#### INFORMATION PROVIDED
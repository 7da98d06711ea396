//! Network seam for archive downloads

use crate::cache::PartialArchive;
use crate::error::{ArchiveError, TransportError};
use async_trait::async_trait;
use std::time::Duration;

/// Streams the body of a URL into a partial archive
///
/// One call is one attempt; retrying is the fetcher's job.
#[cfg_attr(test, mockall::automock)]
#[async_trait]
pub trait ArchiveTransport: Send + Sync {
    /// Download `url` into `sink` and return the number of bytes written
    async fn fetch(&self, url: &str, sink: &mut PartialArchive) -> Result<u64, TransportError>;
}

/// HTTP transport backed by reqwest
#[derive(Debug, Clone)]
pub struct HttpTransport {
    client: reqwest::Client,
}

impl HttpTransport {
    /// Create transport with a per-request timeout
    ///
    /// # Errors
    /// Returns [`ArchiveError::Client`] if the TLS backend cannot be initialised
    pub fn new(timeout: Duration) -> Result<Self, ArchiveError> {
        let client = reqwest::Client::builder()
            .timeout(timeout)
            .build()
            .map_err(|e| ArchiveError::Client(e.without_url().to_string()))?;
        Ok(Self { client })
    }
}

// The URL carries the access key, so it is stripped from every error message.
fn classify(err: reqwest::Error) -> TransportError {
    if err.is_timeout() {
        TransportError::Timeout
    } else {
        TransportError::Connection(err.without_url().to_string())
    }
}

#[async_trait]
impl ArchiveTransport for HttpTransport {
    async fn fetch(&self, url: &str, sink: &mut PartialArchive) -> Result<u64, TransportError> {
        let mut response = self.client.get(url).send().await.map_err(classify)?;
        let status = response.status();
        if !status.is_success() {
            return Err(TransportError::Status(status.as_u16()));
        }
        while let Some(chunk) = response.chunk().await.map_err(classify)? {
            sink.write_chunk(&chunk)
                .map_err(|e| TransportError::Write(e.to_string()))?;
        }
        Ok(sink.len())
    }
}
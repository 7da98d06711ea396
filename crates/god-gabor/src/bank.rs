//! Filter banks
//!
//! A bank spans `n_orient` orientations evenly covering `[0, pi)` and
//! `n_phase` phases evenly covering `[0, pi / 2]`. Kernels at oblique
//! orientations have different supports, so they are either padded to the
//! largest shape or cropped to the smallest side before stacking.

use crate::error::{GaborError, Result};
use crate::kernel::{gabor_kernel, GaborParams};
use god_geometry::index_middle;
use ndarray::{s, Array2, Array4};
use serde::{Deserialize, Serialize};
use std::f64::consts::{FRAC_PI_2, PI};

/// How kernels of different shapes are brought to a common shape
#[derive(Debug, Clone, Copy, PartialEq, Eq, Default, Serialize, Deserialize)]
#[serde(rename_all = "snake_case")]
pub enum StackMode {
    /// Zero-pad every kernel to the largest height and width
    #[default]
    Pad,
    /// Crop every kernel to a square of the smallest side found in the bank
    Crop,
}

/// Bank layout
#[derive(Debug, Clone, Copy, PartialEq, Serialize, Deserialize)]
pub struct BankConfig {
    /// Envelope standard deviation in pixels
    pub sigma: f64,
    /// Support half-width in standard deviations
    pub n_sigma: f64,
    /// Carrier cycles per standard deviation
    pub cycles_per_sigma: f64,
    /// Number of orientations
    pub n_orient: usize,
    /// Number of phases
    pub n_phase: usize,
    /// Stacking mode
    pub mode: StackMode,
}

impl BankConfig {
    /// 8 orientations, quadrature pair, half a cycle per sigma, padded
    #[inline]
    #[must_use]
    pub fn new(sigma: f64, n_sigma: f64) -> Self {
        Self {
            sigma,
            n_sigma,
            cycles_per_sigma: 0.5,
            n_orient: 8,
            n_phase: 2,
            mode: StackMode::Pad,
        }
    }

    /// With orientation and phase counts
    #[inline]
    #[must_use]
    pub fn with_counts(mut self, n_orient: usize, n_phase: usize) -> Self {
        self.n_orient = n_orient;
        self.n_phase = n_phase;
        self
    }

    /// With stacking mode
    #[inline]
    #[must_use]
    pub fn with_mode(mut self, mode: StackMode) -> Self {
        self.mode = mode;
        self
    }

    #[allow(clippy::cast_precision_loss)]
    fn orientations(&self) -> impl Iterator<Item = f64> {
        let n = self.n_orient;
        (0..n).map(move |i| PI * i as f64 / n as f64)
    }

    #[allow(clippy::cast_precision_loss)]
    fn phases(&self) -> Vec<f64> {
        match self.n_phase {
            0 => Vec::new(),
            1 => vec![0.0],
            n => (0..n).map(|i| FRAC_PI_2 * i as f64 / (n - 1) as f64).collect(),
        }
    }
}

/// Build the bank as a `height x width x 1 x n_filters` tensor
///
/// Filters are ordered orientation-major: all phases of the first
/// orientation, then all phases of the next.
///
/// # Errors
/// - [`GaborError::EmptyBank`] if either count is zero
/// - [`GaborError::InvalidParameter`] for non-positive scales
pub fn filter_bank(config: &BankConfig) -> Result<Array4<f32>> {
    if config.n_orient == 0 || config.n_phase == 0 {
        return Err(GaborError::EmptyBank {
            orientations: config.n_orient,
            phases: config.n_phase,
        });
    }
    GaborError::check_positive("sigma", config.sigma)?;
    let frequency = config.cycles_per_sigma / config.sigma;
    let phases = config.phases();

    let mut kernels = Vec::with_capacity(config.n_orient * phases.len());
    for theta in config.orientations() {
        for &offset in &phases {
            let params = GaborParams::new(frequency, config.sigma)
                .with_theta(theta)
                .with_offset(offset)
                .with_n_stds(config.n_sigma);
            kernels.push(gabor_kernel(&params)?);
        }
    }

    match config.mode {
        StackMode::Pad => hard_stack(&kernels, 0.0),
        StackMode::Crop => crop_stack(&kernels),
    }
}

/// Pad kernels to a common shape and stack them along a trailing filter axis
///
/// Each kernel is padded with `fill`, `floor(diff / 2)` before and
/// `ceil(diff / 2)` after along each axis.
///
/// # Errors
/// Returns [`GaborError::EmptyBank`] when `kernels` is empty
pub fn hard_stack(kernels: &[Array2<f32>], fill: f32) -> Result<Array4<f32>> {
    if kernels.is_empty() {
        return Err(GaborError::EmptyBank {
            orientations: 0,
            phases: 0,
        });
    }
    let rows = kernels.iter().map(Array2::nrows).max().unwrap_or(0);
    let cols = kernels.iter().map(Array2::ncols).max().unwrap_or(0);

    let mut out = Array4::from_elem((rows, cols, 1, kernels.len()), fill);
    for (k, kernel) in kernels.iter().enumerate() {
        let r = (rows - kernel.nrows()) / 2;
        let c = (cols - kernel.ncols()) / 2;
        out.slice_mut(s![r..r + kernel.nrows(), c..c + kernel.ncols(), 0, k])
            .assign(kernel);
    }
    Ok(out)
}

fn crop_stack(kernels: &[Array2<f32>]) -> Result<Array4<f32>> {
    let side = kernels
        .iter()
        .flat_map(|k| [k.nrows(), k.ncols()])
        .min()
        .ok_or(GaborError::EmptyBank {
            orientations: 0,
            phases: 0,
        })?;

    let mut out = Array4::zeros((side, side, 1, kernels.len()));
    for (k, kernel) in kernels.iter().enumerate() {
        let r = index_middle(kernel.nrows(), side)?;
        let c = index_middle(kernel.ncols(), side)?;
        out.slice_mut(s![.., .., 0, k]).assign(&kernel.slice(s![r, c]));
    }
    Ok(out)
}
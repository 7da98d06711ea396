//! Square labelled dissimilarity matrices
//!
//! The CSV layout has a header row of labels and an index column carrying
//! the same labels in the same order:
//!
//! ```text
//! ,A,B,C
//! A,0,0.4,0.7
//! B,0.4,0,0.2
//! C,0.7,0.2,0
//! ```

use crate::error::{Result, ValidationError};
use indexmap::IndexMap;
use ndarray::{Array2, ArrayView2};
use std::ops::Index;
use std::path::Path;
use tracing::debug;

/// Relative tolerance of the symmetry check
pub const RTOL: f64 = 1e-5;
/// Absolute tolerance of the symmetry check
pub const ATOL: f64 = 1e-8;

/// `|a - b| <= ATOL + RTOL * |b|`
///
/// Equal infinities are close, an infinity is never close to anything else,
/// and NaN is never close.
#[inline]
#[must_use]
#[allow(clippy::float_cmp)]
pub fn allclose(a: f64, b: f64) -> bool {
    if a == b {
        return true;
    }
    if a.is_infinite() || b.is_infinite() {
        return false;
    }
    (a - b).abs() <= ATOL + RTOL * b.abs()
}

/// Validated symmetric matrix with labelled rows and columns
#[derive(Debug, Clone, PartialEq)]
pub struct Rdm {
    labels: IndexMap<String, usize>,
    values: Array2<f64>,
}

impl Rdm {
    /// Number of conditions
    #[inline]
    #[must_use]
    pub fn len(&self) -> usize {
        self.labels.len()
    }

    /// Check if the matrix has no conditions
    #[inline]
    #[must_use]
    pub fn is_empty(&self) -> bool {
        self.labels.is_empty()
    }

    /// Labels in file order
    pub fn labels(&self) -> impl Iterator<Item = &str> {
        self.labels.keys().map(String::as_str)
    }

    /// Position of `label`
    #[must_use]
    pub fn index_of(&self, label: &str) -> Option<usize> {
        self.labels.get(label).copied()
    }

    /// Value at `(i, j)`
    #[must_use]
    pub fn get(&self, i: usize, j: usize) -> Option<f64> {
        self.values.get((i, j)).copied()
    }

    /// Value for a pair of labels
    #[must_use]
    pub fn by_label(&self, row: &str, col: &str) -> Option<f64> {
        self.get(self.index_of(row)?, self.index_of(col)?)
    }

    /// Borrow the matrix
    #[inline]
    #[must_use]
    pub fn values(&self) -> ArrayView2<'_, f64> {
        self.values.view()
    }

    /// Upper triangle without the diagonal, row by row
    #[must_use]
    pub fn upper_triangle(&self) -> Vec<f64> {
        let n = self.len();
        let mut out = Vec::with_capacity(n * n.saturating_sub(1) / 2);
        for i in 0..n {
            for j in i + 1..n {
                out.push(self.values[[i, j]]);
            }
        }
        out
    }
}

impl Index<(usize, usize)> for Rdm {
    type Output = f64;

    fn index(&self, (i, j): (usize, usize)) -> &f64 {
        &self.values[[i, j]]
    }
}

/// Read and validate an RDM file
///
/// # Errors
/// - [`ValidationError::MissingFile`] if `path` does not exist
/// - any error of [`parse_rdm`]
pub fn load_path(path: &Path) -> Result<Rdm> {
    let text = std::fs::read_to_string(path).map_err(|e| ValidationError::io_error(path, e))?;
    let rdm = parse_rdm(&text)?;
    debug!(path = %path.display(), conditions = rdm.len(), "rdm loaded");
    Ok(rdm)
}

/// Parse and validate RDM text
///
/// # Errors
/// Returns a [`ValidationError`] if the table is empty, ragged, non-numeric,
/// not square, labelled inconsistently, or not symmetric within [`allclose`].
pub fn parse_rdm(text: &str) -> Result<Rdm> {
    let mut lines = text
        .lines()
        .enumerate()
        .map(|(i, line)| (i + 1, line.trim_end_matches('\r')))
        .filter(|(_, line)| !line.trim().is_empty());

    let (_, header) = lines.next().ok_or(ValidationError::Empty)?;
    let columns: Vec<String> = split_row(header).skip(1).map(str::to_string).collect();

    let mut labels = IndexMap::with_capacity(columns.len());
    for (i, column) in columns.iter().enumerate() {
        if labels.insert(column.clone(), i).is_some() {
            return Err(ValidationError::DuplicateLabel(column.clone()));
        }
    }

    let mut rows = Vec::new();
    let mut values = Vec::with_capacity(columns.len() * columns.len());
    for (line_no, line) in lines {
        let mut cells = split_row(line);
        let label = cells.next().unwrap_or_default().to_string();
        let start = values.len();
        for cell in cells {
            let value = cell.parse::<f64>().map_err(|_| ValidationError::Parse {
                line: line_no,
                value: cell.to_string(),
            })?;
            values.push(value);
        }
        let found = values.len() - start;
        if found != columns.len() {
            return Err(ValidationError::RaggedRow {
                line: line_no,
                expected: columns.len(),
                found,
            });
        }
        rows.push(label);
    }

    if rows.is_empty() || columns.is_empty() {
        return Err(ValidationError::Empty);
    }
    if rows.len() != columns.len() {
        return Err(ValidationError::NotSquare {
            rows: rows.len(),
            cols: columns.len(),
        });
    }
    if let Some((index, (row, column))) = rows
        .iter()
        .zip(&columns)
        .enumerate()
        .find(|(_, (row, column))| row != column)
    {
        return Err(ValidationError::LabelMismatch {
            index,
            row: row.clone(),
            column: column.clone(),
        });
    }

    let n = rows.len();
    let values = Array2::from_shape_vec((n, n), values).map_err(|_| ValidationError::NotSquare {
        rows: n,
        cols: columns.len(),
    })?;
    check_symmetric(&values, &columns)?;

    Ok(Rdm { labels, values })
}

fn check_symmetric(values: &Array2<f64>, labels: &[String]) -> Result<()> {
    let n = values.nrows();
    for i in 0..n {
        for j in 0..n {
            let (upper, lower) = (values[[i, j]], values[[j, i]]);
            if !allclose(upper, lower) {
                return Err(ValidationError::Asymmetric {
                    row: labels[i].clone(),
                    col: labels[j].clone(),
                    upper,
                    lower,
                });
            }
        }
    }
    Ok(())
}

fn split_row(line: &str) -> impl Iterator<Item = &str> {
    line.split(',').map(|cell| {
        let cell = cell.trim();
        cell.strip_prefix('"')
            .and_then(|c| c.strip_suffix('"'))
            .unwrap_or(cell)
    })
}
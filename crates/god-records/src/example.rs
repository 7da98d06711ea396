//! Feature-map examples in protobuf wire format
//!
//! Layout: `Example { Features features = 1 }`, `Features { map<string,
//! Feature> feature = 1 }`, `Feature { oneof { BytesList = 1, FloatList = 2,
//! Int64List = 3 } }`, each list holding `repeated value = 1`. Features are
//! written in name order so equal examples serialize to equal bytes.

use crate::error::{RecordError, RecordResult};
use std::collections::BTreeMap;

/// Feature holding the encoded image
pub const IMAGE_FEATURE: &str = "image";
/// Feature holding the image identifier
pub const NAME_FEATURE: &str = "imagename";

const WIRE_VARINT: u8 = 0;
const WIRE_FIXED64: u8 = 1;
const WIRE_LEN: u8 = 2;
const WIRE_FIXED32: u8 = 5;

/// One named value list
#[derive(Debug, Clone, PartialEq)]
pub enum Feature {
    Bytes(Vec<Vec<u8>>),
    Float(Vec<f32>),
    Int64(Vec<i64>),
}

impl Feature {
    /// Single byte string
    #[must_use]
    pub fn bytes(value: impl Into<Vec<u8>>) -> Self {
        Self::Bytes(vec![value.into()])
    }
}

/// Map from feature name to value list
#[derive(Debug, Clone, PartialEq, Default)]
pub struct Example {
    features: BTreeMap<String, Feature>,
}

impl Example {
    /// Create empty example
    #[inline]
    #[must_use]
    pub fn new() -> Self {
        Self::default()
    }

    /// With feature
    #[must_use]
    pub fn with_feature(mut self, name: impl Into<String>, feature: Feature) -> Self {
        self.insert(name, feature);
        self
    }

    /// Insert or replace a feature
    pub fn insert(&mut self, name: impl Into<String>, feature: Feature) {
        self.features.insert(name.into(), feature);
    }

    /// Feature by name
    #[must_use]
    pub fn get(&self, name: &str) -> Option<&Feature> {
        self.features.get(name)
    }

    /// First byte string of a bytes feature
    #[must_use]
    pub fn first_bytes(&self, name: &str) -> Option<&[u8]> {
        match self.features.get(name)? {
            Feature::Bytes(values) => values.first().map(Vec::as_slice),
            _ => None,
        }
    }

    /// Feature names in serialization order
    pub fn names(&self) -> impl Iterator<Item = &str> {
        self.features.keys().map(String::as_str)
    }

    /// Number of features
    #[inline]
    #[must_use]
    pub fn len(&self) -> usize {
        self.features.len()
    }

    /// Check if there are no features
    #[inline]
    #[must_use]
    pub fn is_empty(&self) -> bool {
        self.features.is_empty()
    }

    /// Serialize to wire bytes
    #[must_use]
    pub fn encode(&self) -> Vec<u8> {
        let mut features = Vec::new();
        for (name, feature) in &self.features {
            let mut entry = Vec::new();
            put_len_delimited(&mut entry, 1, name.as_bytes());
            put_len_delimited(&mut entry, 2, &encode_feature(feature));
            put_len_delimited(&mut features, 1, &entry);
        }
        let mut out = Vec::with_capacity(features.len() + 8);
        put_len_delimited(&mut out, 1, &features);
        out
    }

    /// Parse wire bytes; unknown fields are skipped
    ///
    /// # Errors
    /// Returns [`RecordError::Malformed`] on truncated or inconsistent data
    pub fn decode(data: &[u8]) -> RecordResult<Self> {
        let mut example = Self::new();
        let mut wire = WireReader::new(data);
        while !wire.is_empty() {
            if let (1, WireValue::Len(features)) = wire.field()? {
                decode_features(features, &mut example)?;
            }
        }
        Ok(example)
    }
}

/// Identifier plus encoded image, the unit appended to a record file
#[derive(Debug, Clone, PartialEq, Eq)]
pub struct RecordExample {
    pub name: String,
    pub image: Vec<u8>,
}

impl RecordExample {
    /// Create record example
    #[must_use]
    pub fn new(name: impl Into<String>, image: impl Into<Vec<u8>>) -> Self {
        Self {
            name: name.into(),
            image: image.into(),
        }
    }

    /// As a two-feature [`Example`]
    #[must_use]
    pub fn to_example(&self) -> Example {
        Example::new()
            .with_feature(IMAGE_FEATURE, Feature::bytes(self.image.clone()))
            .with_feature(NAME_FEATURE, Feature::bytes(self.name.as_bytes()))
    }

    /// Serialize to wire bytes
    #[must_use]
    pub fn to_bytes(&self) -> Vec<u8> {
        self.to_example().encode()
    }

    /// Extract from an [`Example`]
    ///
    /// # Errors
    /// - [`RecordError::MissingFeature`] if either feature is absent
    /// - [`RecordError::Malformed`] if the name is not UTF-8
    pub fn from_example(example: &Example) -> RecordResult<Self> {
        let image = example
            .first_bytes(IMAGE_FEATURE)
            .ok_or(RecordError::MissingFeature(IMAGE_FEATURE))?;
        let name = example
            .first_bytes(NAME_FEATURE)
            .ok_or(RecordError::MissingFeature(NAME_FEATURE))?;
        let name = std::str::from_utf8(name)
            .map_err(|e| RecordError::malformed(format!("image name is not utf-8: {e}")))?;
        Ok(Self::new(name, image))
    }

    /// Parse wire bytes
    ///
    /// # Errors
    /// As [`Example::decode`] and [`from_example`](Self::from_example)
    pub fn from_bytes(data: &[u8]) -> RecordResult<Self> {
        Self::from_example(&Example::decode(data)?)
    }
}

fn encode_feature(feature: &Feature) -> Vec<u8> {
    let mut list = Vec::new();
    let field = match feature {
        Feature::Bytes(values) => {
            for value in values {
                put_len_delimited(&mut list, 1, value);
            }
            1
        }
        Feature::Float(values) => {
            if !values.is_empty() {
                let packed: Vec<u8> = values.iter().flat_map(|v| v.to_le_bytes()).collect();
                put_len_delimited(&mut list, 1, &packed);
            }
            2
        }
        Feature::Int64(values) => {
            if !values.is_empty() {
                let mut packed = Vec::new();
                for &v in values {
                    #[allow(clippy::cast_sign_loss)]
                    put_varint(&mut packed, v as u64);
                }
                put_len_delimited(&mut list, 1, &packed);
            }
            3
        }
    };
    let mut out = Vec::with_capacity(list.len() + 4);
    put_len_delimited(&mut out, field, &list);
    out
}

fn decode_features(data: &[u8], example: &mut Example) -> RecordResult<()> {
    let mut wire = WireReader::new(data);
    while !wire.is_empty() {
        let (1, WireValue::Len(entry)) = wire.field()? else {
            continue;
        };
        let mut name = None;
        let mut feature = None;
        let mut entry = WireReader::new(entry);
        while !entry.is_empty() {
            match entry.field()? {
                (1, WireValue::Len(key)) => {
                    let key = std::str::from_utf8(key)
                        .map_err(|e| RecordError::malformed(format!("feature name is not utf-8: {e}")))?;
                    name = Some(key.to_string());
                }
                (2, WireValue::Len(value)) => feature = Some(decode_feature(value)?),
                _ => {}
            }
        }
        let name = name.unwrap_or_default();
        let feature = feature.ok_or_else(|| RecordError::malformed(format!("feature '{name}' has no value")))?;
        example.insert(name, feature);
    }
    Ok(())
}

fn decode_feature(data: &[u8]) -> RecordResult<Feature> {
    let mut wire = WireReader::new(data);
    let mut decoded = None;
    while !wire.is_empty() {
        match wire.field()? {
            (1, WireValue::Len(list)) => decoded = Some(Feature::Bytes(decode_bytes_list(list)?)),
            (2, WireValue::Len(list)) => decoded = Some(Feature::Float(decode_float_list(list)?)),
            (3, WireValue::Len(list)) => decoded = Some(Feature::Int64(decode_int64_list(list)?)),
            _ => {}
        }
    }
    decoded.ok_or_else(|| RecordError::malformed("feature without a value list"))
}

fn decode_bytes_list(data: &[u8]) -> RecordResult<Vec<Vec<u8>>> {
    let mut wire = WireReader::new(data);
    let mut values = Vec::new();
    while !wire.is_empty() {
        if let (1, WireValue::Len(value)) = wire.field()? {
            values.push(value.to_vec());
        }
    }
    Ok(values)
}

fn decode_float_list(data: &[u8]) -> RecordResult<Vec<f32>> {
    let mut wire = WireReader::new(data);
    let mut values = Vec::new();
    while !wire.is_empty() {
        match wire.field()? {
            (1, WireValue::Len(packed)) => {
                if packed.len() % 4 != 0 {
                    return Err(RecordError::malformed("packed float list length is not a multiple of 4"));
                }
                values.extend(
                    packed
                        .chunks_exact(4)
                        .map(|c| f32::from_le_bytes([c[0], c[1], c[2], c[3]])),
                );
            }
            (1, WireValue::Fixed32(c)) => values.push(f32::from_le_bytes([c[0], c[1], c[2], c[3]])),
            _ => {}
        }
    }
    Ok(values)
}

#[allow(clippy::cast_possible_wrap)]
fn decode_int64_list(data: &[u8]) -> RecordResult<Vec<i64>> {
    let mut wire = WireReader::new(data);
    let mut values = Vec::new();
    while !wire.is_empty() {
        match wire.field()? {
            (1, WireValue::Len(packed)) => {
                let mut packed = WireReader::new(packed);
                while !packed.is_empty() {
                    values.push(packed.varint()? as i64);
                }
            }
            (1, WireValue::Varint(v)) => values.push(v as i64),
            _ => {}
        }
    }
    Ok(values)
}

#[allow(clippy::cast_possible_truncation)]
fn put_varint(out: &mut Vec<u8>, mut value: u64) {
    while value >= 0x80 {
        out.push((value & 0x7F) as u8 | 0x80);
        value >>= 7;
    }
    out.push(value as u8);
}

fn put_len_delimited(out: &mut Vec<u8>, field: u32, payload: &[u8]) {
    put_varint(out, u64::from(field << 3 | u32::from(WIRE_LEN)));
    put_varint(out, payload.len() as u64);
    out.extend_from_slice(payload);
}

enum WireValue<'a> {
    Varint(u64),
    Fixed64,
    Len(&'a [u8]),
    Fixed32(&'a [u8]),
}

struct WireReader<'a> {
    data: &'a [u8],
    pos: usize,
}

impl<'a> WireReader<'a> {
    fn new(data: &'a [u8]) -> Self {
        Self { data, pos: 0 }
    }

    fn is_empty(&self) -> bool {
        self.pos >= self.data.len()
    }

    fn varint(&mut self) -> RecordResult<u64> {
        let mut value = 0u64;
        for shift in (0..64).step_by(7) {
            let byte = *self
                .data
                .get(self.pos)
                .ok_or_else(|| RecordError::malformed("truncated varint"))?;
            self.pos += 1;
            value |= u64::from(byte & 0x7F) << shift;
            if byte & 0x80 == 0 {
                return Ok(value);
            }
        }
        Err(RecordError::malformed("varint longer than 10 bytes"))
    }

    fn take(&mut self, len: usize) -> RecordResult<&'a [u8]> {
        let end = self
            .pos
            .checked_add(len)
            .filter(|&end| end <= self.data.len())
            .ok_or_else(|| RecordError::malformed("field runs past end of message"))?;
        let slice = &self.data[self.pos..end];
        self.pos = end;
        Ok(slice)
    }

    #[allow(clippy::cast_possible_truncation)]
    fn field(&mut self) -> RecordResult<(u32, WireValue<'a>)> {
        let key = self.varint()?;
        let field = (key >> 3) as u32;
        let value = match (key & 0x7) as u8 {
            WIRE_VARINT => WireValue::Varint(self.varint()?),
            WIRE_FIXED64 => {
                self.take(8)?;
                WireValue::Fixed64
            }
            WIRE_LEN => {
                let len = usize::try_from(self.varint()?)
                    .map_err(|_| RecordError::malformed("length does not fit in memory"))?;
                WireValue::Len(self.take(len)?)
            }
            WIRE_FIXED32 => WireValue::Fixed32(self.take(4)?),
            other => return Err(RecordError::malformed(format!("unsupported wire type {other}"))),
        };
        Ok((field, value))
    }
}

#### TASK PROMPT
Which lines of the records above contain the word "Create"? Report each one in full.

#### RESULT OF THE EXERCISE
    /// Create transport with a per-request timeout
    /// Create empty example
    /// Create record example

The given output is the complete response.